Collected data entries
┌──

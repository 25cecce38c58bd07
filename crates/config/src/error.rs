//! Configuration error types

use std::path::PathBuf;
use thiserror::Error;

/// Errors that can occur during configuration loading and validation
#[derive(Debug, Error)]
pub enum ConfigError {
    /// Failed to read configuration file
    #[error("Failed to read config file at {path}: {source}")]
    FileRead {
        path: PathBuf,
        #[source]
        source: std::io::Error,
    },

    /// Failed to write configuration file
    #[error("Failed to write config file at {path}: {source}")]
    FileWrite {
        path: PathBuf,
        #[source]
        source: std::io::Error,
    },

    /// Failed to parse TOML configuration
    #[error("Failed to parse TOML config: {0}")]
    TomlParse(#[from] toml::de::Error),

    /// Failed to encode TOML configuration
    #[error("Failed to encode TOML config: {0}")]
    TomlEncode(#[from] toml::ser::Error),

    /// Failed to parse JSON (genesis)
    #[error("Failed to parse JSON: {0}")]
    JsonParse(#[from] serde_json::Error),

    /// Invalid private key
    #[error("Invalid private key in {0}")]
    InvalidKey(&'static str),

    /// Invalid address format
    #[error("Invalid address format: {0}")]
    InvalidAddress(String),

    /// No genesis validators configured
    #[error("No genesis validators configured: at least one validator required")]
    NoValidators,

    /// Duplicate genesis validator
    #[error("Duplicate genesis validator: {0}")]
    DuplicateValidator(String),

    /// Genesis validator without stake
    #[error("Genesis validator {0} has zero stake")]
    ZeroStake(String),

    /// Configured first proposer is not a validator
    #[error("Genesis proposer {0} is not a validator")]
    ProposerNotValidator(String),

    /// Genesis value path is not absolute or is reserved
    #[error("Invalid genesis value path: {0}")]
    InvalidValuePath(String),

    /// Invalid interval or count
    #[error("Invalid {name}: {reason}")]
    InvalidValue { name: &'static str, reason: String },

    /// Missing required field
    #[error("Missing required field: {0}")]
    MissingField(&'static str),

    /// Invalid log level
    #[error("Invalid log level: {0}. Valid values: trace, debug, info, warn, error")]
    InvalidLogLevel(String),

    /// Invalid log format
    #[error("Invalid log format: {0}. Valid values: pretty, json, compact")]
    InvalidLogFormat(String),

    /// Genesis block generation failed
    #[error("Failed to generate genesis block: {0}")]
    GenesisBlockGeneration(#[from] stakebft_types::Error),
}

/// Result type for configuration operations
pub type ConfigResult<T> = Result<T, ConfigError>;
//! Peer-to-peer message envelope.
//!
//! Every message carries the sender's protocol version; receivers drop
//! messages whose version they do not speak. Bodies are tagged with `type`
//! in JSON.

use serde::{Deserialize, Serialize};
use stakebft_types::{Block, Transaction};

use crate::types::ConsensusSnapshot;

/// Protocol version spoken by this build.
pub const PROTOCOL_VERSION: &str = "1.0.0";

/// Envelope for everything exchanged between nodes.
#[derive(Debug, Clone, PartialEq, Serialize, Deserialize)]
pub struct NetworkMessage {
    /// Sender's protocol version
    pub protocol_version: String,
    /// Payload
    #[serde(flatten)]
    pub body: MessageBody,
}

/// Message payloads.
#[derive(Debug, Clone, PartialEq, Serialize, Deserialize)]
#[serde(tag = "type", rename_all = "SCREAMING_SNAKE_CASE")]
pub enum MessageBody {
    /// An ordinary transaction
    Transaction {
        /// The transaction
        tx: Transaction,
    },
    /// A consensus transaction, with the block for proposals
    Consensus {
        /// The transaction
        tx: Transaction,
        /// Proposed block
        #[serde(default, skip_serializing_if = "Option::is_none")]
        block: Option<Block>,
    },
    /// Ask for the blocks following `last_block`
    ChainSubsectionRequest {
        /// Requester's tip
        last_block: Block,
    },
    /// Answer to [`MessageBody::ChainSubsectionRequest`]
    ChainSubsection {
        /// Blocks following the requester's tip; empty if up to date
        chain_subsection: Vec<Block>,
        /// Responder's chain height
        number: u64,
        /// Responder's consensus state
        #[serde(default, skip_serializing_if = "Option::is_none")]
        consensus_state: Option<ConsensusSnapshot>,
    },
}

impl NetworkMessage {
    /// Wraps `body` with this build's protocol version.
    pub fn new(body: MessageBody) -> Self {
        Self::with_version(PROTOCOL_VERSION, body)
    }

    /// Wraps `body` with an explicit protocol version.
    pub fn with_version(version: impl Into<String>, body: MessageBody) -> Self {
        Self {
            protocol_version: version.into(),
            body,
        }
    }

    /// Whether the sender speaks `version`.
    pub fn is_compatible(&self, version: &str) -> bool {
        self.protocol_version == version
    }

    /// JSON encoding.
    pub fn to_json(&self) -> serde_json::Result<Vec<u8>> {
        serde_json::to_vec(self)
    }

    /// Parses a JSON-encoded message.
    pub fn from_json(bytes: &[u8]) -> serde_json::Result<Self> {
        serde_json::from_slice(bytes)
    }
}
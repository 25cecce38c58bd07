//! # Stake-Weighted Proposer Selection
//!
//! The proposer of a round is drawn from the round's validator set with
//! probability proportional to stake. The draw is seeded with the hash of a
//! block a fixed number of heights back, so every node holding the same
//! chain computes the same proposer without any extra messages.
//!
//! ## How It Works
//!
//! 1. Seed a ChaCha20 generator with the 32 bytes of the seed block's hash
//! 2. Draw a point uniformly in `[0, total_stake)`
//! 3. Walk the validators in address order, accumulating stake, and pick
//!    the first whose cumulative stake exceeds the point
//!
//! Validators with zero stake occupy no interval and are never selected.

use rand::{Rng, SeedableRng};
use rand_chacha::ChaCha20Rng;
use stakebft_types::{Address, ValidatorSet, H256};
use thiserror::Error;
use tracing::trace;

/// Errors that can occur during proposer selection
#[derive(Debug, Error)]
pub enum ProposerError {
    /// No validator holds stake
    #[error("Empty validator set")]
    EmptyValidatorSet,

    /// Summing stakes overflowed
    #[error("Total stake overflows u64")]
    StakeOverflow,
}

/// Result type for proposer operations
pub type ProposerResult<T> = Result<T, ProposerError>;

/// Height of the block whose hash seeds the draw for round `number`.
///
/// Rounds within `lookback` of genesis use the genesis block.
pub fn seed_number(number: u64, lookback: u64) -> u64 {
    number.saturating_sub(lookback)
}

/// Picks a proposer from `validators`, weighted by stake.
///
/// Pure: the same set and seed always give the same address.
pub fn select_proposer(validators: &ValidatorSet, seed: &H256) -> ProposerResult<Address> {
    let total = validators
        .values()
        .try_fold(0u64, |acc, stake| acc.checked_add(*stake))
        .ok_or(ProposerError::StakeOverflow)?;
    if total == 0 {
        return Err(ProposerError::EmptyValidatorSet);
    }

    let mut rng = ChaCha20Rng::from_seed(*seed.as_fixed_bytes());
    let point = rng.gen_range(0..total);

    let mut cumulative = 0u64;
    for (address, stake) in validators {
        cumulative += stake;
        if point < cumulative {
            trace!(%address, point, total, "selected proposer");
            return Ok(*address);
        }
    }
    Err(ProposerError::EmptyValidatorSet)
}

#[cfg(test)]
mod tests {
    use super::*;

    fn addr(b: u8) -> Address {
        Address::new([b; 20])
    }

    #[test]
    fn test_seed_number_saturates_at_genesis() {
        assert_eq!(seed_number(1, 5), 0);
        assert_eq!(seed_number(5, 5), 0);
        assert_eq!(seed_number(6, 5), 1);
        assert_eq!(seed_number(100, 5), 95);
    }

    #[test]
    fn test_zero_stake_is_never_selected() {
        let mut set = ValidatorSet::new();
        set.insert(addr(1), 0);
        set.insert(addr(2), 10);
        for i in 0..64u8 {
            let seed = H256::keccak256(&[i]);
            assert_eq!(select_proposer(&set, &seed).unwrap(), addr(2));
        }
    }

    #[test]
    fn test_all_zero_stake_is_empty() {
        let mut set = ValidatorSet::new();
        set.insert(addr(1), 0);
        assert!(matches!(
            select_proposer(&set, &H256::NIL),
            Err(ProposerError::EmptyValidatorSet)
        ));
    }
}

└──

* _Task description_
From the entries above, copy out every line where the string "impl" appears.

* _Solution below_
impl NetworkMessage {
    pub fn with_version(version: impl Into<String>, body: MessageBody) -> Self {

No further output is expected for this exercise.